### STORED DATA
______________________________

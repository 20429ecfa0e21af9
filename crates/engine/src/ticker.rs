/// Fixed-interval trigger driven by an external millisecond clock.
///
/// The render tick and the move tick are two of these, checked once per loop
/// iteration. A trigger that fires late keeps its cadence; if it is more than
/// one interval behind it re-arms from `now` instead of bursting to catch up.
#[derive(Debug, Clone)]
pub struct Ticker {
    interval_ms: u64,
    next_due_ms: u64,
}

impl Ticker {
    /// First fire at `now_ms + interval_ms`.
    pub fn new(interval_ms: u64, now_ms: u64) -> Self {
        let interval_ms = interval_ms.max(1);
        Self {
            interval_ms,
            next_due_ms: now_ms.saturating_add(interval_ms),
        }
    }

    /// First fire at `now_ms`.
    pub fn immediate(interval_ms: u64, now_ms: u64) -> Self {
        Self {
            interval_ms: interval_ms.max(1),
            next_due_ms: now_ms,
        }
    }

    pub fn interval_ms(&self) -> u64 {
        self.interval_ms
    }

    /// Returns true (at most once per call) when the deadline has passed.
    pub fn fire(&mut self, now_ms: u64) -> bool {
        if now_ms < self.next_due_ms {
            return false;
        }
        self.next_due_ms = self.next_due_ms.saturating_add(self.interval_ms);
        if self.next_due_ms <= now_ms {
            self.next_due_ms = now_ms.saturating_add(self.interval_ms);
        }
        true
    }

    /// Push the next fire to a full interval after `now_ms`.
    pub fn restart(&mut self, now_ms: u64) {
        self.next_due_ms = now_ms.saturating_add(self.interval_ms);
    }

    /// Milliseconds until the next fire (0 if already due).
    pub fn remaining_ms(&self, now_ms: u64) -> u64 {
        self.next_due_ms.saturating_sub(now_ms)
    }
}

______________________________

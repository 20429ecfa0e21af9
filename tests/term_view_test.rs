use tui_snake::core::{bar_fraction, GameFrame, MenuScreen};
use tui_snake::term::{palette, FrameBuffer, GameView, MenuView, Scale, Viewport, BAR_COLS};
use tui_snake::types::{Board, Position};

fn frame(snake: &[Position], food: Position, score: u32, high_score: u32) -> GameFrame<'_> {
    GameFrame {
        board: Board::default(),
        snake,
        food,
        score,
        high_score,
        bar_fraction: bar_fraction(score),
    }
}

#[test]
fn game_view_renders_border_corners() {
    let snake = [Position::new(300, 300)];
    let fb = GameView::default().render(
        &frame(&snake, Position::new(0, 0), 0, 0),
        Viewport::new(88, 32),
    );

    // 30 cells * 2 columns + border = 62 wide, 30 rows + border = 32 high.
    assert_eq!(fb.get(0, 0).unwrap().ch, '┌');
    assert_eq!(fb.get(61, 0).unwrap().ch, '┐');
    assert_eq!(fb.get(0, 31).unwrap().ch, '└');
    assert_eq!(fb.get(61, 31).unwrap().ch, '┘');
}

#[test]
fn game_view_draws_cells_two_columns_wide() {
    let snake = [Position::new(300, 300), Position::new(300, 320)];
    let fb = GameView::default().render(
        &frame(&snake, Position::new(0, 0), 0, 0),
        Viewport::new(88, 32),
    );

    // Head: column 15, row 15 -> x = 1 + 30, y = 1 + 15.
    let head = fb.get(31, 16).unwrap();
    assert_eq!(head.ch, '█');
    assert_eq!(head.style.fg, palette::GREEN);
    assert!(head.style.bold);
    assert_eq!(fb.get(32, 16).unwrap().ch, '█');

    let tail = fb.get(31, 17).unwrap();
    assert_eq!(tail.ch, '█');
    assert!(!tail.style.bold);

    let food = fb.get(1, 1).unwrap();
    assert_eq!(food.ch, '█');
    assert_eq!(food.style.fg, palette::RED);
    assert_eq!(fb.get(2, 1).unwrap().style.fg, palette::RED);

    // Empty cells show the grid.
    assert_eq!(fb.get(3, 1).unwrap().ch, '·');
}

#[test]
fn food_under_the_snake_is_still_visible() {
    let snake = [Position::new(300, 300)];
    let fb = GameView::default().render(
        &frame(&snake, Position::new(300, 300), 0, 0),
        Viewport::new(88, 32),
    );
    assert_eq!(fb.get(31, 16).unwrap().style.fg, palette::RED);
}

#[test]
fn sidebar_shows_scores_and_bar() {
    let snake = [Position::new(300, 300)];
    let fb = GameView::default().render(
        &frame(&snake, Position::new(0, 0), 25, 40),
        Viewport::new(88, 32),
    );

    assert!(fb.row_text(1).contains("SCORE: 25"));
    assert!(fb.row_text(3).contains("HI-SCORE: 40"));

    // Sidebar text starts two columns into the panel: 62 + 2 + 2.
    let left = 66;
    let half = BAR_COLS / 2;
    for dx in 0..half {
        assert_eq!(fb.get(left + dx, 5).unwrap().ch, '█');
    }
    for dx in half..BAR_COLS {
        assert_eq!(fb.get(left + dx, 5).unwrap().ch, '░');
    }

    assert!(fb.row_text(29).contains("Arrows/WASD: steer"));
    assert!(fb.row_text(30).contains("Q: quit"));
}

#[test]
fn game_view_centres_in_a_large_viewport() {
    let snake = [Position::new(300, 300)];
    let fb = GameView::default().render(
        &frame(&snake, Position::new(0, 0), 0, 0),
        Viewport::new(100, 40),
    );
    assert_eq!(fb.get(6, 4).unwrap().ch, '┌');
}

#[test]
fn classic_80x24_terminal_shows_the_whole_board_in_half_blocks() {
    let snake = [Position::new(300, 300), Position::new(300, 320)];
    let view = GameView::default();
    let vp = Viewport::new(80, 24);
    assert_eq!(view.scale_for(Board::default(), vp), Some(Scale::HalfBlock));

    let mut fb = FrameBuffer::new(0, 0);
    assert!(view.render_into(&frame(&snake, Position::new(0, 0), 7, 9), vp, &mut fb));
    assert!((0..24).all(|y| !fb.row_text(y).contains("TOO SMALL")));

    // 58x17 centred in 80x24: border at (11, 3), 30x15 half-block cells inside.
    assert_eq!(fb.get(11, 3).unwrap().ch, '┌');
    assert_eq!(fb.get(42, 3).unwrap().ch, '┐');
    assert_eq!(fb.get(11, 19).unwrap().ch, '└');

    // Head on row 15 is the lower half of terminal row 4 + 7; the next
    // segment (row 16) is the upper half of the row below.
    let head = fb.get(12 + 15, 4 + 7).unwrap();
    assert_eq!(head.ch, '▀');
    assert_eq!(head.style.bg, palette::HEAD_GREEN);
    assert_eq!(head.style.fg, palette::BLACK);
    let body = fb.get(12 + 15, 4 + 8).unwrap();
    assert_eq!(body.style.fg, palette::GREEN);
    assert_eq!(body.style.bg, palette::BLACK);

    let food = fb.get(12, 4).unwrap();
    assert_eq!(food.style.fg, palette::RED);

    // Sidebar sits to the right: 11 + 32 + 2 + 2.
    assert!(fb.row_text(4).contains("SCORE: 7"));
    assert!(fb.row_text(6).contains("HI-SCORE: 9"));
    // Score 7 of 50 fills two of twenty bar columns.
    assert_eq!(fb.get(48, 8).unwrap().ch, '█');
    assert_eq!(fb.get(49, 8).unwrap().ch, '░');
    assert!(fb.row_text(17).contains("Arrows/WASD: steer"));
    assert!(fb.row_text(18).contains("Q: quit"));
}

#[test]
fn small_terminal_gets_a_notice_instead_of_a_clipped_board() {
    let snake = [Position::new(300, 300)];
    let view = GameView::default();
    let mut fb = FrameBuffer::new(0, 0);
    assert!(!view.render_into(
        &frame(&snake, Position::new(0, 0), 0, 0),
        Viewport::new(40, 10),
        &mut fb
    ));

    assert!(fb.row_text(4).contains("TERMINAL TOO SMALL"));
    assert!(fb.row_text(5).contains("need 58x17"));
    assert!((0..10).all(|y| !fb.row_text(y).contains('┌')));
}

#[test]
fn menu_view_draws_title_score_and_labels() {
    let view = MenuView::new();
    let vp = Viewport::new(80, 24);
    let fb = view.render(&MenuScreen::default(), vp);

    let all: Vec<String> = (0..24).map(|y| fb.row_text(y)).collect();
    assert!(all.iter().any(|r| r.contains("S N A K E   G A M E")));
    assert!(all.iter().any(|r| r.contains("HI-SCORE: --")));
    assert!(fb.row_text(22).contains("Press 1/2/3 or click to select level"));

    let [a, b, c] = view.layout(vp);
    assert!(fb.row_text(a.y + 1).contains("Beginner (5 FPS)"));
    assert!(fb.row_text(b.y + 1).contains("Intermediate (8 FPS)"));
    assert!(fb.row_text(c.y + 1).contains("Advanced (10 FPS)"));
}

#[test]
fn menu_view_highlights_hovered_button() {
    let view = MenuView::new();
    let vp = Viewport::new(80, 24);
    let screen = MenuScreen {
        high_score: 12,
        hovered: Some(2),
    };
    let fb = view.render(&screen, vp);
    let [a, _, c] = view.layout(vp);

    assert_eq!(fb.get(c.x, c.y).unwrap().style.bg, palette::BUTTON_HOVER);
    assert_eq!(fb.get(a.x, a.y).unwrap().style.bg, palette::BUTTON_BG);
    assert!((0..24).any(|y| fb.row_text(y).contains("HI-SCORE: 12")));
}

______________________________

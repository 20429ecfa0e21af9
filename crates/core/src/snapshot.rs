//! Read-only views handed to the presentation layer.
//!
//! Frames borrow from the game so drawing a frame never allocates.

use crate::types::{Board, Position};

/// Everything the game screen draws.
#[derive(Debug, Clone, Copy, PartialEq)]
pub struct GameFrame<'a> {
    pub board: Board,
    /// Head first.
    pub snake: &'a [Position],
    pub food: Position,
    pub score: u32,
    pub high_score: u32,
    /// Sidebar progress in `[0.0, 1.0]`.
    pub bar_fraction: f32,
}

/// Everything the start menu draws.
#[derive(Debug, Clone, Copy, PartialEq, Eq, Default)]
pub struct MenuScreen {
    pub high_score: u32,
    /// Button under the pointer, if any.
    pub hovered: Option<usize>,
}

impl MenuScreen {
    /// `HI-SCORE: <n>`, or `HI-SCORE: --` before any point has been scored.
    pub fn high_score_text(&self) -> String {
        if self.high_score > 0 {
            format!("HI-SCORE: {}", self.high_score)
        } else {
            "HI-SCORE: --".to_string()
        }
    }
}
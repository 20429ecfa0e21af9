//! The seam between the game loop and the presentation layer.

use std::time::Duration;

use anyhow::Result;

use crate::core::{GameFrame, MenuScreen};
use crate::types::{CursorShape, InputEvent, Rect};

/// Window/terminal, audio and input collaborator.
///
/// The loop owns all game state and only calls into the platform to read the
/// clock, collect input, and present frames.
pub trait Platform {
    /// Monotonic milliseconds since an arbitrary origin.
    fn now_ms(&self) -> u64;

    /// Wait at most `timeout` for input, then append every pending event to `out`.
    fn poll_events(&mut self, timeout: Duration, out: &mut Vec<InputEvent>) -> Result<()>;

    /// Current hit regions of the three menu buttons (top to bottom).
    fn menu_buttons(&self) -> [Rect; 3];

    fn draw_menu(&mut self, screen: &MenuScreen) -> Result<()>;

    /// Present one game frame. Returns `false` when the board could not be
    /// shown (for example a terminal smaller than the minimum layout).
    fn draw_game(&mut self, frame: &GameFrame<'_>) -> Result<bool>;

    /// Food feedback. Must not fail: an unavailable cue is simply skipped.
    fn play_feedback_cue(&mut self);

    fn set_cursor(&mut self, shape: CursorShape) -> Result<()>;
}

______________________________

Scan the records above for the word "from". Copy each line that has it.

### EXERCISE SOLUTION
/// one interval behind it re-arms from `now` instead of bursting to catch up.
//! Frames borrow from the game so drawing a frame never allocates.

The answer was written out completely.